Task to carry out: Using the records below, transcribe word for word the stretch from the line that contains "filename apps/price-relay/src/infrastructure/realtime/mod.rs" through the line that contains "to the hub |", both end lines included, and nothing else.

+++ Provided records +++

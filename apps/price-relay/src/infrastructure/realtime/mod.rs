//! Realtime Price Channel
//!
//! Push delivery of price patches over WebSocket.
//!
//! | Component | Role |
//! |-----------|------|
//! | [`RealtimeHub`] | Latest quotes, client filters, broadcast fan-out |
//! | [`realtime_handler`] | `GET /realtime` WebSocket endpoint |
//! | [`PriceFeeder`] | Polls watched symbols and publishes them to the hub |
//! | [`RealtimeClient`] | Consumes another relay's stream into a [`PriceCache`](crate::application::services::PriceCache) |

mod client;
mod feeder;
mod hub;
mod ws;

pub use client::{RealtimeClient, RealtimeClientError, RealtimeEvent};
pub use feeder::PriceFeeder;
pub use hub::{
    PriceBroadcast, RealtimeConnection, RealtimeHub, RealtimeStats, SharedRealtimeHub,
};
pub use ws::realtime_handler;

+++
+++ Provided records +++

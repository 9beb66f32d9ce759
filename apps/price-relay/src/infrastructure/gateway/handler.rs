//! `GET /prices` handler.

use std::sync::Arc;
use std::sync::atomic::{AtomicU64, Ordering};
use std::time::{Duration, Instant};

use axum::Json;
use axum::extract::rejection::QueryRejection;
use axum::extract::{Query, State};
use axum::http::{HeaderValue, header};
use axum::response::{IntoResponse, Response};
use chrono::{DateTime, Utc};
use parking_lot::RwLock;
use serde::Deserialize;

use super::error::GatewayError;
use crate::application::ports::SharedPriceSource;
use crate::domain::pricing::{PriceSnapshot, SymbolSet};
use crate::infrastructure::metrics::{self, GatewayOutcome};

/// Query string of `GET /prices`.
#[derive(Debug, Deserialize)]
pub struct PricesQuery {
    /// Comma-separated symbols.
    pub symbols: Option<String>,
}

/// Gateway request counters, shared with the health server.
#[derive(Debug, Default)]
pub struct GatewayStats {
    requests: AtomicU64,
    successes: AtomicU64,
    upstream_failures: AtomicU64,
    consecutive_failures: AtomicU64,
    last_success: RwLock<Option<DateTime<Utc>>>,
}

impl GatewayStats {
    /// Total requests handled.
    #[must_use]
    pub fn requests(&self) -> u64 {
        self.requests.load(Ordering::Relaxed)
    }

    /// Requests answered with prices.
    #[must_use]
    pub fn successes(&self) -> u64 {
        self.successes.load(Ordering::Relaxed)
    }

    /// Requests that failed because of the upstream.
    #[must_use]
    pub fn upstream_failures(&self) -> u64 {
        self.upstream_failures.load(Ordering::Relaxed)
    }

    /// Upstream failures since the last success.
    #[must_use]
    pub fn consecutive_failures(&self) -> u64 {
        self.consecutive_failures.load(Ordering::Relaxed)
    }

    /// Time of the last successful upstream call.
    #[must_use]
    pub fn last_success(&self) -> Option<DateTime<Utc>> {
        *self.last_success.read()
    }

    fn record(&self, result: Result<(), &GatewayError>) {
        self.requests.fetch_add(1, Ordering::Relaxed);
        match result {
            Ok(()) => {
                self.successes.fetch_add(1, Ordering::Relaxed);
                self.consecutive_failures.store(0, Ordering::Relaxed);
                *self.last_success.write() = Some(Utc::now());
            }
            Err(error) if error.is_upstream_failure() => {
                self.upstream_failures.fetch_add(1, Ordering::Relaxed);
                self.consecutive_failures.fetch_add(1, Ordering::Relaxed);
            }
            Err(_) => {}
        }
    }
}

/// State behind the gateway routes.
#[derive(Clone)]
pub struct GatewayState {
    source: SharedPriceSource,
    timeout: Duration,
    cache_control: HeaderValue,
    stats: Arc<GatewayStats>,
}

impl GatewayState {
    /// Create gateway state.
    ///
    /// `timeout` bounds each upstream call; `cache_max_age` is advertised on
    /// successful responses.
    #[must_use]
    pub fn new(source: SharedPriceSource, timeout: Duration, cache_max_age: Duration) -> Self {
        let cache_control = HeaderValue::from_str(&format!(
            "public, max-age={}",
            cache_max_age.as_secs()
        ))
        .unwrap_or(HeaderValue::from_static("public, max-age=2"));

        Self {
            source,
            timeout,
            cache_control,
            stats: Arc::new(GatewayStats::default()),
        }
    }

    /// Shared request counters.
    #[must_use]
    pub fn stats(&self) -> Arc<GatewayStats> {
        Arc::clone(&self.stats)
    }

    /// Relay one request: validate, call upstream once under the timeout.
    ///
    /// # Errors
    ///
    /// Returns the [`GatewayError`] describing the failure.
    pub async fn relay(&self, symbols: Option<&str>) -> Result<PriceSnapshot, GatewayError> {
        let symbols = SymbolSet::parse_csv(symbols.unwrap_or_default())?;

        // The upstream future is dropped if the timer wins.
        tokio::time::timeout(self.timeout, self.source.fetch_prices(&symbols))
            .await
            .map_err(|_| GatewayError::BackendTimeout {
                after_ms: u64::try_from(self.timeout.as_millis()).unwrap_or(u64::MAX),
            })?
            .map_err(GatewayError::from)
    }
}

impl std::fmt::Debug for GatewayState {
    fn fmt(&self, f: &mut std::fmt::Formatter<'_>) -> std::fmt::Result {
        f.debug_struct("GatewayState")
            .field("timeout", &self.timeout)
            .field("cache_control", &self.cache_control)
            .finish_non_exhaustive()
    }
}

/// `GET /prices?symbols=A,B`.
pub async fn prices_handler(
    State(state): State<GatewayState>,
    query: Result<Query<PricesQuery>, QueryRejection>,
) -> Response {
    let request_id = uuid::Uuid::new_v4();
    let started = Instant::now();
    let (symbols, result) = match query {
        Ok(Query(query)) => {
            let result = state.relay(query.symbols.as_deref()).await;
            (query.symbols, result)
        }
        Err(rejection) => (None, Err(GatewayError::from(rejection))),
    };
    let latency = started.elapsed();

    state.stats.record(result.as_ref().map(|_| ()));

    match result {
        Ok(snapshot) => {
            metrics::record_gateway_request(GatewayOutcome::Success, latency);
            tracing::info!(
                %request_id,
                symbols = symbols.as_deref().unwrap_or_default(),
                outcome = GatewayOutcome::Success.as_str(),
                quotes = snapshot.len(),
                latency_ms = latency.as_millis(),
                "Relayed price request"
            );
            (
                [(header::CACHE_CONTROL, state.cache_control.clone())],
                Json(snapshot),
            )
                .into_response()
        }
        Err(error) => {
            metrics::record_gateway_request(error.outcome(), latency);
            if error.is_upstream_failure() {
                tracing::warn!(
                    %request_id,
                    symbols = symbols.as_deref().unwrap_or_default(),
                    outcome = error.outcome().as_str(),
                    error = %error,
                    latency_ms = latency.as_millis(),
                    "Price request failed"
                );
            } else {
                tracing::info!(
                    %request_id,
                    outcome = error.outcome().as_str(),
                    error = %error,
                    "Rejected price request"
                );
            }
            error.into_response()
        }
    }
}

+++

Answer to the exercise:
filename apps/price-relay/src/infrastructure/realtime/mod.rs
//! Realtime Price Channel
//!
//! Push delivery of price patches over WebSocket.
//!
//! | Component | Role |
//! |-----------|------|
//! | [`RealtimeHub`] | Latest quotes, client filters, broadcast fan-out |
//! | [`realtime_handler`] | `GET /realtime` WebSocket endpoint |
//! | [`PriceFeeder`] | Polls watched symbols and publishes them to the hub |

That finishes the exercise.